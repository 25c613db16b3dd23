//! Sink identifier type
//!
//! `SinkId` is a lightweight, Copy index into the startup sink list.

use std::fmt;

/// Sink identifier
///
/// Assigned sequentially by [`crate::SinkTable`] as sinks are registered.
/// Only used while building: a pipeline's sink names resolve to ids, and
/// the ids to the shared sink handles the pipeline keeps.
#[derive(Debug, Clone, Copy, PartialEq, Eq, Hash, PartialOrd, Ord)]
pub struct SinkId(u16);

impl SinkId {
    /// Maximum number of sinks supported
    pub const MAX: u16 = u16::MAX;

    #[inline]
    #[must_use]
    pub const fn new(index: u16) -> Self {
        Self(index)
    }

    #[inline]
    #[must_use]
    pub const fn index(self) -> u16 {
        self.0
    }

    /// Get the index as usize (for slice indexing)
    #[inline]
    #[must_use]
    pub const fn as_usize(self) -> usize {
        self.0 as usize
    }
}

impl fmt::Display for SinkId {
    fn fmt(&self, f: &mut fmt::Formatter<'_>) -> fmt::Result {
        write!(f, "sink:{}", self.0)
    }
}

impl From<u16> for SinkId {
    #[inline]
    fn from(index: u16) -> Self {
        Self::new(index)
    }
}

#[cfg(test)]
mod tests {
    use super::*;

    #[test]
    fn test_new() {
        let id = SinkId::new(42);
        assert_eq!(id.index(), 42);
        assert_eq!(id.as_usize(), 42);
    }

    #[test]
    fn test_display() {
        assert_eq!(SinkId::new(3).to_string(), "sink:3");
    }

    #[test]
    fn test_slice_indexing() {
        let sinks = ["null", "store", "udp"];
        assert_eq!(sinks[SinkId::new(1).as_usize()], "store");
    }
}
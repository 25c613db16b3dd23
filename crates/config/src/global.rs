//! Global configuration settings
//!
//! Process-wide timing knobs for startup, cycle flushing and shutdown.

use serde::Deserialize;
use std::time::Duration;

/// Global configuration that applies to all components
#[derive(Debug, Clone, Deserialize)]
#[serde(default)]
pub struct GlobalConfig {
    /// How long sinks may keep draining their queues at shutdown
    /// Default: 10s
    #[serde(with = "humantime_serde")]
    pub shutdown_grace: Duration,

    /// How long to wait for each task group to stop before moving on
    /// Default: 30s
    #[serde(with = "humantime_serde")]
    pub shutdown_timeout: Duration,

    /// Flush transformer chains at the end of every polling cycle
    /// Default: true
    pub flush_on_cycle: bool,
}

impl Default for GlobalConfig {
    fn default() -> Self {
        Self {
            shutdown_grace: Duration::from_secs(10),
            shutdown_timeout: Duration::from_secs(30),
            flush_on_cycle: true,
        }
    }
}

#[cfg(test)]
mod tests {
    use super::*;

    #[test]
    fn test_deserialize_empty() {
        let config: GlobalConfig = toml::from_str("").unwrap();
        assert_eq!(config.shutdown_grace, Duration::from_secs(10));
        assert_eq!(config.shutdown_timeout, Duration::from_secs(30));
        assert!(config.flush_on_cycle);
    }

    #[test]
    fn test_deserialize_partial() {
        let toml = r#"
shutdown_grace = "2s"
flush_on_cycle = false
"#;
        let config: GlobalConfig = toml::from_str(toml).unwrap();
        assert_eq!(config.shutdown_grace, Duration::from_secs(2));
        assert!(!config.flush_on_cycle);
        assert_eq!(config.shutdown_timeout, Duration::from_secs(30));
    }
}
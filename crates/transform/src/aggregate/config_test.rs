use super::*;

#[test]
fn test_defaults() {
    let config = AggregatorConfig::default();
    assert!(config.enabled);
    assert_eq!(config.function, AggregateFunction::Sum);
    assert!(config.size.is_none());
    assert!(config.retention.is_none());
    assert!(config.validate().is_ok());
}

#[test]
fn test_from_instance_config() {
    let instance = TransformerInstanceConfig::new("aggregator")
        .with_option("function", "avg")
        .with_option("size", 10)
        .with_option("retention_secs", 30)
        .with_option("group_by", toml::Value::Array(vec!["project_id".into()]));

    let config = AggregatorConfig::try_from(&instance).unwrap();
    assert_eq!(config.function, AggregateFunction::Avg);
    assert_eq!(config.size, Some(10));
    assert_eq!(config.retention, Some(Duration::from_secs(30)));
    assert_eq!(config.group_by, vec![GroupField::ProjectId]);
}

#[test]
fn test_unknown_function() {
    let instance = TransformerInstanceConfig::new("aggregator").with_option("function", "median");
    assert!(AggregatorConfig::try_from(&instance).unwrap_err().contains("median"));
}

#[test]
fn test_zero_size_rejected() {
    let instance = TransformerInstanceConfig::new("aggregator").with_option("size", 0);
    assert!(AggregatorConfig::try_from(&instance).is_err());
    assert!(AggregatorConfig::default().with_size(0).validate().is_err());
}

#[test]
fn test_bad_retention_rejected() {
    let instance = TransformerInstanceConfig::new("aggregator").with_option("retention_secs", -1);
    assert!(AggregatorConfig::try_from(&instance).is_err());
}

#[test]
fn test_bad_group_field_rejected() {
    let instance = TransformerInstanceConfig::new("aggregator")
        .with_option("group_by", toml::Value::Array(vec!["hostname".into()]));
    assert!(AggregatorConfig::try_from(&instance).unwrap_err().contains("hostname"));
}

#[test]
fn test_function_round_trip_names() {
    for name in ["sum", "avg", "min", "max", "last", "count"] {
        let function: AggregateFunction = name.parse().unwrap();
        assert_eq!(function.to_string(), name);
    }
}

+---+

» **TASK TO CARRY OUT**:
Now copy each line of the entries that mentions "startup".

» **TASK OUTPUT**:
//! `SinkId` is a lightweight, Copy index into the startup sink list.
//! Process-wide timing knobs for startup, cycle flushing and shutdown.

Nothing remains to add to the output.